─── Information shown

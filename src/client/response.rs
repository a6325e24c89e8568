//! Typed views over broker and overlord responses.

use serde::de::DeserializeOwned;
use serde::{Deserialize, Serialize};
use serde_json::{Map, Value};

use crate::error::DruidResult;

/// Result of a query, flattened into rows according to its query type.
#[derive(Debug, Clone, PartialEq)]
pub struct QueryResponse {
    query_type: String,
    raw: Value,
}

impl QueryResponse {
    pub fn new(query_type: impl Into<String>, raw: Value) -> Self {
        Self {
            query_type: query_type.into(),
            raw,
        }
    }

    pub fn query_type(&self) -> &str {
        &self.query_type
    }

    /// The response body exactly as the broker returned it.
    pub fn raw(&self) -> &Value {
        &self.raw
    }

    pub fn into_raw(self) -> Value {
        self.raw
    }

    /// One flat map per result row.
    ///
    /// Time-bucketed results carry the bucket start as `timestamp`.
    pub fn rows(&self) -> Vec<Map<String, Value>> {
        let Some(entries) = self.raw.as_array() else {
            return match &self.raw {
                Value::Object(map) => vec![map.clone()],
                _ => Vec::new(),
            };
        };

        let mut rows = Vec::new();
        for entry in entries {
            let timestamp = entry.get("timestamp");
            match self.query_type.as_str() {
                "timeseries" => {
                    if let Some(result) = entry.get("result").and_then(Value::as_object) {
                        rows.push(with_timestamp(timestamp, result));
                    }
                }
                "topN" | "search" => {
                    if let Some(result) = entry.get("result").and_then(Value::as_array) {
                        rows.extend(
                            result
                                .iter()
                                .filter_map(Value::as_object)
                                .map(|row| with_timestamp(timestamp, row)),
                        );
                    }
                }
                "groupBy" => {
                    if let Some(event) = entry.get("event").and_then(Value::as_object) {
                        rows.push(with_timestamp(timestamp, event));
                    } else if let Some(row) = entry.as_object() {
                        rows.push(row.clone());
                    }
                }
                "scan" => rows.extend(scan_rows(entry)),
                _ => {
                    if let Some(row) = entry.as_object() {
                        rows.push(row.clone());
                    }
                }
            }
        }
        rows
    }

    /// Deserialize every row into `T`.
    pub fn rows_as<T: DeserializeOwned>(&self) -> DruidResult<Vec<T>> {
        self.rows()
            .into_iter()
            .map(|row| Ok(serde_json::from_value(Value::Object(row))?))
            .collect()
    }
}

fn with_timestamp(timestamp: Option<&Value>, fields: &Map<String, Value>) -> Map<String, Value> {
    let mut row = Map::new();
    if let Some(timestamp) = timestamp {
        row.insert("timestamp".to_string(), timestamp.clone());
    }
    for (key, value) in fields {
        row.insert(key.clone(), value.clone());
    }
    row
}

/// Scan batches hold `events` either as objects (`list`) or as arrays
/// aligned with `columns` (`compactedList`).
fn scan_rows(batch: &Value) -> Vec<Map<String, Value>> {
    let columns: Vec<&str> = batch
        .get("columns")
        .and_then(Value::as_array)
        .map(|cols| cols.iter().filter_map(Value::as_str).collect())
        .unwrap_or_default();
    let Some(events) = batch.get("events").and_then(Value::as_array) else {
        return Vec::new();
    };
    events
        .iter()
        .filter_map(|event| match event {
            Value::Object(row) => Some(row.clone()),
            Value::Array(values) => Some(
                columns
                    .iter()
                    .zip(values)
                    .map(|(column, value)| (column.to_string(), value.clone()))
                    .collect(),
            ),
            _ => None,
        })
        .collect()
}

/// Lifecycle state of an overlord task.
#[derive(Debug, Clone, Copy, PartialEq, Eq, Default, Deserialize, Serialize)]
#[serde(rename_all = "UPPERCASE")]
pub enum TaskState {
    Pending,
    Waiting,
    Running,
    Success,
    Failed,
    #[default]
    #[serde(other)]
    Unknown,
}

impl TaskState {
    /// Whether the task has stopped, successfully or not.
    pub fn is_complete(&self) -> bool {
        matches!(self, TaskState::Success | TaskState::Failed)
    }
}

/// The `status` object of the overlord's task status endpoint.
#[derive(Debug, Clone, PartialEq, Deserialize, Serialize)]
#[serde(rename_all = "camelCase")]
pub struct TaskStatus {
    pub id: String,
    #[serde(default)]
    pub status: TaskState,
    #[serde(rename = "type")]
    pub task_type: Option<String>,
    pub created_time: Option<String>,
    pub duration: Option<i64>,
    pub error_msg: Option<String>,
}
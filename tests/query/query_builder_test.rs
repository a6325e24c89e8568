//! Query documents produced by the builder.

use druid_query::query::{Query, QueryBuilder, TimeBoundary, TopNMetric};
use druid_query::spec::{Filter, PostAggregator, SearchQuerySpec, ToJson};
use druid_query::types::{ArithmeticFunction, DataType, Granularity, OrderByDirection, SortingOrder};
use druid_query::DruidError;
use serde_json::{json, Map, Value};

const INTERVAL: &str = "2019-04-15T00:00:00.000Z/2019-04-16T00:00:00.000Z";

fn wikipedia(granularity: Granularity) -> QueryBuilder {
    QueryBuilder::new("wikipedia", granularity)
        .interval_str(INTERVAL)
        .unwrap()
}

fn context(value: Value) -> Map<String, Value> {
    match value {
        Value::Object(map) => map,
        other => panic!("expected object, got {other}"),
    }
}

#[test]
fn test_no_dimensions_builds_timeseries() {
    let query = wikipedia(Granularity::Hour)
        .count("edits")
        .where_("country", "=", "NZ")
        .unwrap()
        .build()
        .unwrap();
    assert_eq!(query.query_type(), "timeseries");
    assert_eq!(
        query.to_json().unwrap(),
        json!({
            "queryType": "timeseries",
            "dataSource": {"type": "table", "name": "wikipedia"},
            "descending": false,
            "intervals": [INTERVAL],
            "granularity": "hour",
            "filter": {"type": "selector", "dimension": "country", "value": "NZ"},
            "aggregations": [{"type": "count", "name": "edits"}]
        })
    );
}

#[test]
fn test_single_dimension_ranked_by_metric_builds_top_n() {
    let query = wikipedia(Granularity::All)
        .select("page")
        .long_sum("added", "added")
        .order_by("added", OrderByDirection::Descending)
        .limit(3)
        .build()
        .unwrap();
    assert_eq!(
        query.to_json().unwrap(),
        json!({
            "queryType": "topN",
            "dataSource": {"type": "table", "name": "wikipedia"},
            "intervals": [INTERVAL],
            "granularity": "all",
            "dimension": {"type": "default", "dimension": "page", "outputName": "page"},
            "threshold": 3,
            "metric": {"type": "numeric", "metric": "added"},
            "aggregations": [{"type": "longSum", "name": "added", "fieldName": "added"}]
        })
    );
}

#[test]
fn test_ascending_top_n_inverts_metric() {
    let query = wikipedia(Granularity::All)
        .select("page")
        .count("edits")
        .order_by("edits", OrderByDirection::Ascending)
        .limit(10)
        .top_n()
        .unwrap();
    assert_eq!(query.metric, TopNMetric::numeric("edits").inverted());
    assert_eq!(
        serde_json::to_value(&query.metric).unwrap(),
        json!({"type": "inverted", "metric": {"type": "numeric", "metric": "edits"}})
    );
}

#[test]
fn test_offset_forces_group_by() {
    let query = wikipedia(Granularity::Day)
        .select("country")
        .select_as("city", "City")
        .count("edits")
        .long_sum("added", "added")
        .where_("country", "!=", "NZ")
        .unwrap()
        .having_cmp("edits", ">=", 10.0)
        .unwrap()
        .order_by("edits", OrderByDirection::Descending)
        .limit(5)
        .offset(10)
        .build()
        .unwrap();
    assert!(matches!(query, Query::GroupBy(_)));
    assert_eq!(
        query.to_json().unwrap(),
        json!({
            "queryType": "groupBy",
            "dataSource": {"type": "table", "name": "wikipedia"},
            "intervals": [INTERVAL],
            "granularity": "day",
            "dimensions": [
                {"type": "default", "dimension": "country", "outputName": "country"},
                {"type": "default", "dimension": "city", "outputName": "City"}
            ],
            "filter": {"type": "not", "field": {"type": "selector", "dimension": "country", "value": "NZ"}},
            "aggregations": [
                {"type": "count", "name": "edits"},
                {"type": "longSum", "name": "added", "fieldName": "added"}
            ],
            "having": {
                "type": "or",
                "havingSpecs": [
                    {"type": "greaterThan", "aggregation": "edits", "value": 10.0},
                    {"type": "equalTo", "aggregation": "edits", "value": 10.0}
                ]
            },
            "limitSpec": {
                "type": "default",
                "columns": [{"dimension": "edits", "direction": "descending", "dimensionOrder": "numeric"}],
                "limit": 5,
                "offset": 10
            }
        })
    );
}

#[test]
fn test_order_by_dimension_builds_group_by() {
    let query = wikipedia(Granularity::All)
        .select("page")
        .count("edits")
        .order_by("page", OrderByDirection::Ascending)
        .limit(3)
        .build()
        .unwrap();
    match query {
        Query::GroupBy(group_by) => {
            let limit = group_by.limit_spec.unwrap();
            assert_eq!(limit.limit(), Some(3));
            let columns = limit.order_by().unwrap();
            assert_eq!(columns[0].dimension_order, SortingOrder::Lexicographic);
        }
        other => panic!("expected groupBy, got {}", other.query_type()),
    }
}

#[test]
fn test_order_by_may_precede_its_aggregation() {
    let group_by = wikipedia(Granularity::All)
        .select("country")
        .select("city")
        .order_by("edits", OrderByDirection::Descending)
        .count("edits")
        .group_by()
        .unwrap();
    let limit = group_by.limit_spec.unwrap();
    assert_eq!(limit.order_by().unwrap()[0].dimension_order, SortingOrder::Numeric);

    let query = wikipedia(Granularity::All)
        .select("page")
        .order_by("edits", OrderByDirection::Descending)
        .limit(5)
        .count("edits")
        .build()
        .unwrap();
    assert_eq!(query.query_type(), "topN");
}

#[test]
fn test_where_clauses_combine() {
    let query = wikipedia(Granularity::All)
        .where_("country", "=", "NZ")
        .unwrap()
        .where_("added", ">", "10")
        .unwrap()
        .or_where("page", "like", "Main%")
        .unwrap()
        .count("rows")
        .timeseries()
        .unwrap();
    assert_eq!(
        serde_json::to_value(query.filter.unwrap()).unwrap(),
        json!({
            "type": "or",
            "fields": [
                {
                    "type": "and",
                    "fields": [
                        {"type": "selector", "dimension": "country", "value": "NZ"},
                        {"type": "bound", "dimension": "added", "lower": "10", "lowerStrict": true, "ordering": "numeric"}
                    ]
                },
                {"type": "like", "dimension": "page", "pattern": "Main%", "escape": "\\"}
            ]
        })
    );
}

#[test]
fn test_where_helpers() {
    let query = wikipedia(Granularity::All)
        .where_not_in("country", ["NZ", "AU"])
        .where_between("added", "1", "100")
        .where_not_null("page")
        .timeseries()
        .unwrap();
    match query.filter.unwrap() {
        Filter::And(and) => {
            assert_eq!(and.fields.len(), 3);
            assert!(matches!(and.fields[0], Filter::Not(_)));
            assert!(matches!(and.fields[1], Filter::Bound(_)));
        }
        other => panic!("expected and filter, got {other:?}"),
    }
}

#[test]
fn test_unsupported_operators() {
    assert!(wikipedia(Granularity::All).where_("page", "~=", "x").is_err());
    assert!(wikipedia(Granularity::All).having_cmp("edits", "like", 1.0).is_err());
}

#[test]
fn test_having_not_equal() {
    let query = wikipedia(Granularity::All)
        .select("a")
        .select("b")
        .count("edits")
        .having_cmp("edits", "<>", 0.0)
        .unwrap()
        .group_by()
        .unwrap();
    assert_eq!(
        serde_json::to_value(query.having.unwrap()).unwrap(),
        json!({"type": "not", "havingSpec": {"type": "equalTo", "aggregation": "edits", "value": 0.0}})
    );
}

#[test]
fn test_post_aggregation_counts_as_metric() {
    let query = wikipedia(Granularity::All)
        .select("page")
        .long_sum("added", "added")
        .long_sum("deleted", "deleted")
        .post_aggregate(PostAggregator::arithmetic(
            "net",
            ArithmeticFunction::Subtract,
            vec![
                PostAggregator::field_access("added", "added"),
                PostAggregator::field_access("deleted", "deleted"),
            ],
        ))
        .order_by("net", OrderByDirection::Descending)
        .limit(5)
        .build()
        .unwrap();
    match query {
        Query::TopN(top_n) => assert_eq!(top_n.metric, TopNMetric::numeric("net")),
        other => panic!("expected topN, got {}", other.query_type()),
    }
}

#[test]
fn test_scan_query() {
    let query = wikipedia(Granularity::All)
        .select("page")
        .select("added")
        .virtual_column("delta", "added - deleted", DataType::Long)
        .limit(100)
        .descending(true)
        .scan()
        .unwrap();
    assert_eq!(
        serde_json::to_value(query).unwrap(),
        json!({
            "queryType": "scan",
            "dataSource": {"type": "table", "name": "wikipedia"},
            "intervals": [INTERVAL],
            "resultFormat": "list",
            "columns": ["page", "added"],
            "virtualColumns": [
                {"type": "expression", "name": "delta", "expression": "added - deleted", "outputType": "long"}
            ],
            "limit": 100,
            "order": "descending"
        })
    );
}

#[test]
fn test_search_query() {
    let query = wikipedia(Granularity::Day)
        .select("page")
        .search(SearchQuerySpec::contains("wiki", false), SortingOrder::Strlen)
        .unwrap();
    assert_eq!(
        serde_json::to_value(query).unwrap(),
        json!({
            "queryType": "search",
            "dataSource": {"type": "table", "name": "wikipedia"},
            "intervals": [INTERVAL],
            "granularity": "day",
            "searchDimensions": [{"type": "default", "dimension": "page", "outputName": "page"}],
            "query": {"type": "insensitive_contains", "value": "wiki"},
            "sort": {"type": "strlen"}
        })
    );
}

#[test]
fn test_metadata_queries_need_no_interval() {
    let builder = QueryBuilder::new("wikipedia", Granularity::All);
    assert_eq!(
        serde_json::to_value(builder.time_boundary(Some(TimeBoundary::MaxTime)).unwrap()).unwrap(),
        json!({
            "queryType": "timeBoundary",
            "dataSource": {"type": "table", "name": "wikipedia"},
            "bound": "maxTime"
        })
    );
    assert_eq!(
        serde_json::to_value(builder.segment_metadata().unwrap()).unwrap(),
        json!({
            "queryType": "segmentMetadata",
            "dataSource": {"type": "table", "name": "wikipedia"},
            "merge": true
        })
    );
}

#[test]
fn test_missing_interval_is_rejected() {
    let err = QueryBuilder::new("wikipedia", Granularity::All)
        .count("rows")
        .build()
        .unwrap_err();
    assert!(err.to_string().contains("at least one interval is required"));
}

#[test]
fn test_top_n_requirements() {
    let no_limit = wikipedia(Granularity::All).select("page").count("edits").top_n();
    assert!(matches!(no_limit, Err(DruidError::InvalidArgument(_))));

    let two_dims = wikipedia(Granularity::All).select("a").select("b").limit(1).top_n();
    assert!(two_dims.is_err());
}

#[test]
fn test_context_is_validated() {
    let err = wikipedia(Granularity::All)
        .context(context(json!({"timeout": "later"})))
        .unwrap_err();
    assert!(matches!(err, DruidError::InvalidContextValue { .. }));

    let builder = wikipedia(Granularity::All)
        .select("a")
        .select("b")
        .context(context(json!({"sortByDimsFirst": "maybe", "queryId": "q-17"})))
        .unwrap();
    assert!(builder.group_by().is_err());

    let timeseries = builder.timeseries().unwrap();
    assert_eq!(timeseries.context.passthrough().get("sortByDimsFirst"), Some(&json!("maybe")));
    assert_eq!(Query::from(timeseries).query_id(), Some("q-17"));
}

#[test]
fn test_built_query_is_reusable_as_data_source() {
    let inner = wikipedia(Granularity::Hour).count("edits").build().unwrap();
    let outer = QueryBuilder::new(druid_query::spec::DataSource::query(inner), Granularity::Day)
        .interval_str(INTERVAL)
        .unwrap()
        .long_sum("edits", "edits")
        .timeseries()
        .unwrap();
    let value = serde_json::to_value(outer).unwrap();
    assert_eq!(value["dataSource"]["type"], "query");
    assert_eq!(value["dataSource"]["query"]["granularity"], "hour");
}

──────

→ What to produce:
Each line in the records above that contains the word "queryType" must be copied.

→ Result of the exercise:
            "queryType": "timeseries",
            "queryType": "topN",
            "queryType": "groupBy",
            "queryType": "scan",
            "queryType": "search",
            "queryType": "timeBoundary",
            "queryType": "segmentMetadata",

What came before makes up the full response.